WORK REQUEST - In the records that follow, find the line with "index. The cursor"; from there, retype every line exactly through the line with "pub fn is_closed(&self)", which also belongs to the answer.

RECORDS FOR THIS EXERCISE -
════════════════════
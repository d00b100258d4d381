//! # Snapshot Cursors
//!
//! An `EntryCursor` walks an index in key order, ascending or descending,
//! over the snapshot of the tree that existed when it was opened. The
//! cursor registers itself with the store's [`CursorRegistry`] on open;
//! from then on, any mutation of a page the cursor could reach goes through
//! copy-on-write, so the pages the cursor holds by number stay intact until
//! it closes.
//!
//! ## Position
//!
//! A cursor's position is a stack of (inner page, child index) frames plus
//! a private copy of the current leaf and a slot into it. No references
//! into storage are held, which is why `next` takes the store as an
//! argument instead of borrowing it for the cursor's lifetime: the caller
//! can interleave reads with mutation freely, and each call simply reads
//! whatever pages the snapshot pins.
//!
//! ## Lifecycle
//!
//! A cursor deregisters as soon as it is exhausted, so pages it pinned can
//! be reclaimed without waiting for the handle to drop. `close` deregisters
//! early; what a closed handle does afterwards is the store's
//! [`ClosedHandlePolicy`]: report no entries, or fail.

use eyre::{bail, ensure, Result};
use log::trace;
use smallvec::SmallVec;

use crate::storage::{PageBuf, PageHeader, PageKinds, PAGE_SIZE};
use crate::store::{ClosedHandlePolicy, Store};

use super::entry::{KeyOrder, LLEntry, SearchResult};
use super::inner::InnerView;
use super::leaf::LeafView;
use super::registry::CursorRegistry;
use super::tree::{PageRead, PagedIndex, MAX_TREE_DEPTH};

#[derive(Debug, Clone, Copy, PartialEq, Eq)]
enum CursorState {
    Active,
    Exhausted,
    Closed,
}

#[derive(Debug, Clone, Copy)]
struct CursorFrame {
    page: u32,
    child_idx: u16,
}

pub struct EntryCursor<O: KeyOrder> {
    gen: u64,
    registry: CursorRegistry,
    policy: ClosedHandlePolicy,
    descending: bool,
    min: LLEntry,
    max: LLEntry,
    kinds: PageKinds,
    stack: SmallVec<[CursorFrame; MAX_TREE_DEPTH]>,
    leaf: Box<PageBuf>,
    /// Slot of the next entry to yield; one past either end means the
    /// current leaf is spent.
    slot: isize,
    state: CursorState,
    last: Option<LLEntry>,
    _order: std::marker::PhantomData<O>,
}

impl<O: KeyOrder> EntryCursor<O> {
    pub(crate) fn open(
        index: &PagedIndex<O>,
        store: &Store,
        min: LLEntry,
        max: LLEntry,
        descending: bool,
    ) -> Result<Self> {
        let registry = store.registry().clone();
        let gen = registry.register();
        trace!("cursor {} opened on root {}", gen, index.root_page());

        let mut cursor = Self {
            gen,
            registry,
            policy: store.closed_handle_policy(),
            descending,
            min,
            max,
            kinds: index.kinds(),
            stack: SmallVec::new(),
            leaf: Box::new([0u8; PAGE_SIZE]),
            slot: 0,
            state: CursorState::Active,
            last: None,
            _order: std::marker::PhantomData,
        };

        if let Err(e) = cursor.seek(store, index.root_page()) {
            cursor.close();
            return Err(e);
        }
        Ok(cursor)
    }

    /// Descends from the root to the boundary leaf for the scan direction
    /// and positions the slot on the first in-range entry.
    fn seek(&mut self, store: &Store, root: u32) -> Result<()> {
        let probe = if self.descending { self.max } else { self.min };
        let mut page_no = root;

        loop {
            ensure!(
                self.stack.len() <= MAX_TREE_DEPTH,
                "index tree deeper than {} levels at page {}; file is corrupt",
                MAX_TREE_DEPTH,
                page_no
            );

            store.read(page_no, &mut self.leaf)?;
            let kind = PageHeader::from_bytes(&self.leaf[..])?.page_type();

            if kind == self.kinds.leaf {
                break;
            }
            if kind != self.kinds.inner {
                bail!(
                    "page {} has kind {:?}, expected {:?} or {:?}",
                    page_no,
                    kind,
                    self.kinds.inner,
                    self.kinds.leaf
                );
            }

            let node = InnerView::from_page(&self.leaf[..], self.kinds.inner)?;
            let (child_idx, child) = node.find_child::<O>(&probe)?;
            self.stack.push(CursorFrame {
                page: page_no,
                child_idx: child_idx as u16,
            });
            page_no = child;
        }

        let leaf = LeafView::from_page(&self.leaf[..], self.kinds.leaf)?;
        self.slot = match leaf.search::<O>(&probe)? {
            SearchResult::Found(slot) => slot as isize,
            SearchResult::NotFound(slot) => {
                if self.descending {
                    slot as isize - 1
                } else {
                    slot as isize
                }
            }
        };
        Ok(())
    }

    /// Yields the next entry, or `None` once the range is exhausted.
    pub fn next(&mut self, store: &Store) -> Result<Option<LLEntry>> {
        match self.state {
            CursorState::Closed => {
                return match self.policy {
                    ClosedHandlePolicy::ReturnEmpty => Ok(None),
                    ClosedHandlePolicy::Fail => bail!("cursor is closed"),
                }
            }
            CursorState::Exhausted => return Ok(None),
            CursorState::Active => {}
        }

        loop {
            let leaf = LeafView::from_page(&self.leaf[..], self.kinds.leaf)?;
            let count = leaf.entry_count() as isize;

            if self.slot >= 0 && self.slot < count {
                let entry = leaf.entry_at(self.slot as usize)?;
                let past_end = if self.descending {
                    O::cmp_entries(&entry, &self.min) == std::cmp::Ordering::Less
                } else {
                    O::cmp_entries(&entry, &self.max) == std::cmp::Ordering::Greater
                };
                if past_end {
                    self.finish();
                    return Ok(None);
                }
                self.slot += if self.descending { -1 } else { 1 };
                self.last = Some(entry);
                return Ok(Some(entry));
            }

            if !self.advance_leaf(store)? {
                self.finish();
                return Ok(None);
            }
        }
    }

    /// Moves to the neighboring leaf in scan direction. Returns false when
    /// the tree is out of leaves.
    fn advance_leaf(&mut self, store: &Store) -> Result<bool> {
        loop {
            let Some(mut frame) = self.stack.pop() else {
                return Ok(false);
            };

            let mut buf = [0u8; PAGE_SIZE];
            store.read(frame.page, &mut buf)?;
            let node = InnerView::from_page(&buf, self.kinds.inner)?;

            let next_child = if self.descending {
                frame.child_idx.checked_sub(1)
            } else if (frame.child_idx as usize) < node.key_count() {
                Some(frame.child_idx + 1)
            } else {
                None
            };

            let Some(child_idx) = next_child else {
                continue;
            };

            frame.child_idx = child_idx;
            let mut page_no = node.child_at(child_idx as usize)?;
            self.stack.push(frame);

            // Follow the scan-direction edge down to a leaf.
            loop {
                ensure!(
                    self.stack.len() <= MAX_TREE_DEPTH,
                    "index tree deeper than {} levels at page {}; file is corrupt",
                    MAX_TREE_DEPTH,
                    page_no
                );

                store.read(page_no, &mut self.leaf)?;
                let kind = PageHeader::from_bytes(&self.leaf[..])?.page_type();
                if kind == self.kinds.leaf {
                    break;
                }
                if kind != self.kinds.inner {
                    bail!(
                        "page {} has kind {:?}, expected {:?} or {:?}",
                        page_no,
                        kind,
                        self.kinds.inner,
                        self.kinds.leaf
                    );
                }

                let node = InnerView::from_page(&self.leaf[..], self.kinds.inner)?;
                let edge = if self.descending { node.key_count() } else { 0 };
                self.stack.push(CursorFrame {
                    page: page_no,
                    child_idx: edge as u16,
                });
                page_no = node.child_at(edge)?;
            }

            let leaf = LeafView::from_page(&self.leaf[..], self.kinds.leaf)?;
            self.slot = if self.descending {
                leaf.entry_count() as isize - 1
            } else {
                0
            };
            return Ok(true);
        }
    }

    /// Removes the most recently yielded entry from its index. The cursor
    /// keeps iterating over its snapshot and will not observe the removal.
    pub fn remove_current(
        &mut self,
        index: &mut PagedIndex<O>,
        store: &mut Store,
    ) -> Result<bool> {
        if self.state == CursorState::Closed {
            match self.policy {
                ClosedHandlePolicy::ReturnEmpty => return Ok(false),
                ClosedHandlePolicy::Fail => bail!("cursor is closed"),
            }
        }
        let Some(entry) = self.last.take() else {
            bail!("cursor has no current entry to remove");
        };
        index.remove_entry(store, entry)
    }

    pub fn is_closed(&self) -> bool {
        self.state == CursorState::Closed
    }

    /// Deregisters and releases pinned pages; exhaustion does this on its
    /// own, close only makes it explicit and early.
    pub fn close(&mut self) {
        if self.state == CursorState::Active {
            self.registry.deregister(self.gen);
            trace!("cursor {} closed", self.gen);
        }
        self.state = CursorState::Closed;
    }

    fn finish(&mut self) {
        self.registry.deregister(self.gen);
        self.state = CursorState::Exhausted;
        trace!("cursor {} exhausted", self.gen);
    }
}

impl<O: KeyOrder> Drop for EntryCursor<O> {
    fn drop(&mut self) {
        if self.state == CursorState::Active {
            self.registry.deregister(self.gen);
        }
    }
}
════════════════════
ANSWER SPACE -
    /// Removes the most recently yielded entry from its index. The cursor
    /// keeps iterating over its snapshot and will not observe the removal.
    pub fn remove_current(
        &mut self,
        index: &mut PagedIndex<O>,
        store: &mut Store,
    ) -> Result<bool> {
        if self.state == CursorState::Closed {
            match self.policy {
                ClosedHandlePolicy::ReturnEmpty => return Ok(false),
                ClosedHandlePolicy::Fail => bail!("cursor is closed"),
            }
        }
        let Some(entry) = self.last.take() else {
            bail!("cursor has no current entry to remove");
        };
        index.remove_entry(store, entry)
    }

    pub fn is_closed(&self) -> bool {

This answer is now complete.